In [1]:
# Import statements
import pandas as pd
import numpy as np 
import csv 
import json
import re

In [2]:
'''
Loads the dataframe from Query 1 and Query 2 and merges + drops duplicates and NaNs
    @param: csv1: path to CSV 1 (formed by Query 1)
    @param: csv2: path to CSV 2 (formed by Query 2)
    @return: df1: a merged dataframe of csv1 and csv2
'''
def loadBacktestData(csv1, csv2):
    df1 = pd.read_csv(csv1)
    df2 = pd.read_csv(csv2)
    df1 = df1.append(df2)
    df1 = df1.drop_duplicates(subset=['Organization Name'])
    df1 = df1[df1.Founders.notna()]
    df1 = df1[df1.LinkedIn.notna()]
    df1 = df1.reset_index()
    for i in range(len(df1)):
        if df1.iloc[i].LinkedIn.count('about') > 0:
            df1['LinkedIn'][i] = df1['LinkedIn'][i].split('about')[0]
    df1 = df1.set_index('Organization Name')
    df1 = df1.drop('index', 1)
    df1['Organization Name'] = df1.index
    return df1

# Loads and combines both CSVs into df1 dataframe
df1 = loadBacktestData('backtest1.csv', 'backtest2.csv')

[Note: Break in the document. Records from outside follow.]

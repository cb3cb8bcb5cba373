//! Compile-time diagnostics

use thiserror::Error;

#[derive(Debug, Clone, Copy, PartialEq, Eq)]
pub enum CompileErrorKind {
    DuplicateLocal,
    TooManyLocals,
    TooManyUpvalues,
    TooManyConstants,
    UnresolvedBreak,
    UnresolvedContinue,
    ReturnFromTopLevel,
    ThisOutsideMethod,
    InvalidAssignmentTarget,
    UnsafeOperationInSafeBlock,
}

impl CompileErrorKind {
    pub fn name(self) -> &'static str {
        match self {
            CompileErrorKind::DuplicateLocal => "DuplicateLocal",
            CompileErrorKind::TooManyLocals => "TooManyLocals",
            CompileErrorKind::TooManyUpvalues => "TooManyUpvalues",
            CompileErrorKind::TooManyConstants => "TooManyConstants",
            CompileErrorKind::UnresolvedBreak => "UnresolvedBreak",
            CompileErrorKind::UnresolvedContinue => "UnresolvedContinue",
            CompileErrorKind::ReturnFromTopLevel => "ReturnFromTopLevel",
            CompileErrorKind::ThisOutsideMethod => "ThisOutsideMethod",
            CompileErrorKind::InvalidAssignmentTarget => "InvalidAssignmentTarget",
            CompileErrorKind::UnsafeOperationInSafeBlock => "UnsafeOperationInSafeBlock",
        }
    }
}

#[derive(Debug, Error, Clone, PartialEq, Eq)]
#[error("{}: {message} (line {line})", kind.name())]
pub struct CompileError {
    pub kind: CompileErrorKind,
    pub message: String,
    pub line: u32,
}

impl CompileError {
    pub fn new(kind: CompileErrorKind, line: u32, message: impl Into<String>) -> Self {
        Self {
            kind,
            line,
            message: message.into(),
        }
    }
}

A value is trying to be set on a copy of a slice from a DataFrame

See the caveats in the documentation: https://pandas.pydata.org/pandas-docs/stable/user_guide/indexing.html#returning-a-view-versus-a-copy


In [3]:
'''
Method to save the company data as a txt file (loadable as JSON)
    @param: data: company_data dictionary of Company objects
    @return: None
'''
def saveData(data, fileName):
    data_json = json.dumps(data, default=lambda x: x.__dict__)
    with open(fileName, 'w') as outfile:
        json.dump(data_json, outfile)

'''
Method to load company data into a dictionary (same structure as Company object)
    @param: dataFile: string path to saved txt file
    @return: dataDict: a dictionary with the same structure as a Company object
'''
def loadData(dataFile):
    with open(dataFile) as json_file:
        data = json.load(json_file)
    dataDict = json.loads(data)
    return dataDict

In [4]:
alldata = loadData('alldata_final.txt')

In [5]:
'''
Structure of Company Dictionary Entry:
    @name - string for the company's name
    @description - string for a company description
    @founders - list of founder dictionaries (single founders)
        Structure of Founder Dictionary Entry
            @name - string for the founder's name
            @connections - string for the founder's # of connections
            @location - string for the founder's location 
            @education - list of education dictionaries (single education experiences)
                Structure of Education Dictionary Entry
                    @school - string for the school name
                    @degree - string for the degree objective (i.e. BS / BA)
                    @field - string for the field studied (i.e. Computer Science)
            @experience - list of experience dictionaries (single experiences)
                Structure of Experience Dictionary Entry
                    @companyName - string for the company's name
                    @title - string for the position held at the company
                    @dates - string for the dates worked at the company (i.e. May 2000 - Jun 2000)
    @industries - list of strings with the industries the company is involved in 
    @website - string for the company's website
    @lastStage - string for the last stage of funding received (i.e. Series A)
    @linkedin - string for the URL of the company's LI profile
    @location - string for the company's HQ location
'''
pass

In [6]:
'''
Pedigree
    1. Do the majority of successful founders attend a top university?
'''
topSchools = pd.read_csv('topSchools.csv', index_col="Score_Rank")
topSchools = [i.lower() for i in topSchools.head(100)['University']]
topcount = 0 ; schoolDict = {} ; founderCount = 0
for key in alldata.keys():
    if alldata[key]['founders']:
        for founder in alldata[key]['founders']:
            if founder['education']:
                founderCount += 1
                for educ_ in founder['education']:
                    school_ = educ_['school'].lower()
                    if school_ not in schoolDict:
                        schoolDict[school_] = 1
                    else:
                        schoolDict[school_] += 1
                    if school_ in topSchools:
                        topcount += 1
                        break
schoolDict = {k: v for k, v in sorted(schoolDict.items(), key=lambda item: item[1], reverse=True)}                   
print("For undergraduate education, {} % of founders attended a Top 100 School".format(str(topcount / founderCount * 100)))                        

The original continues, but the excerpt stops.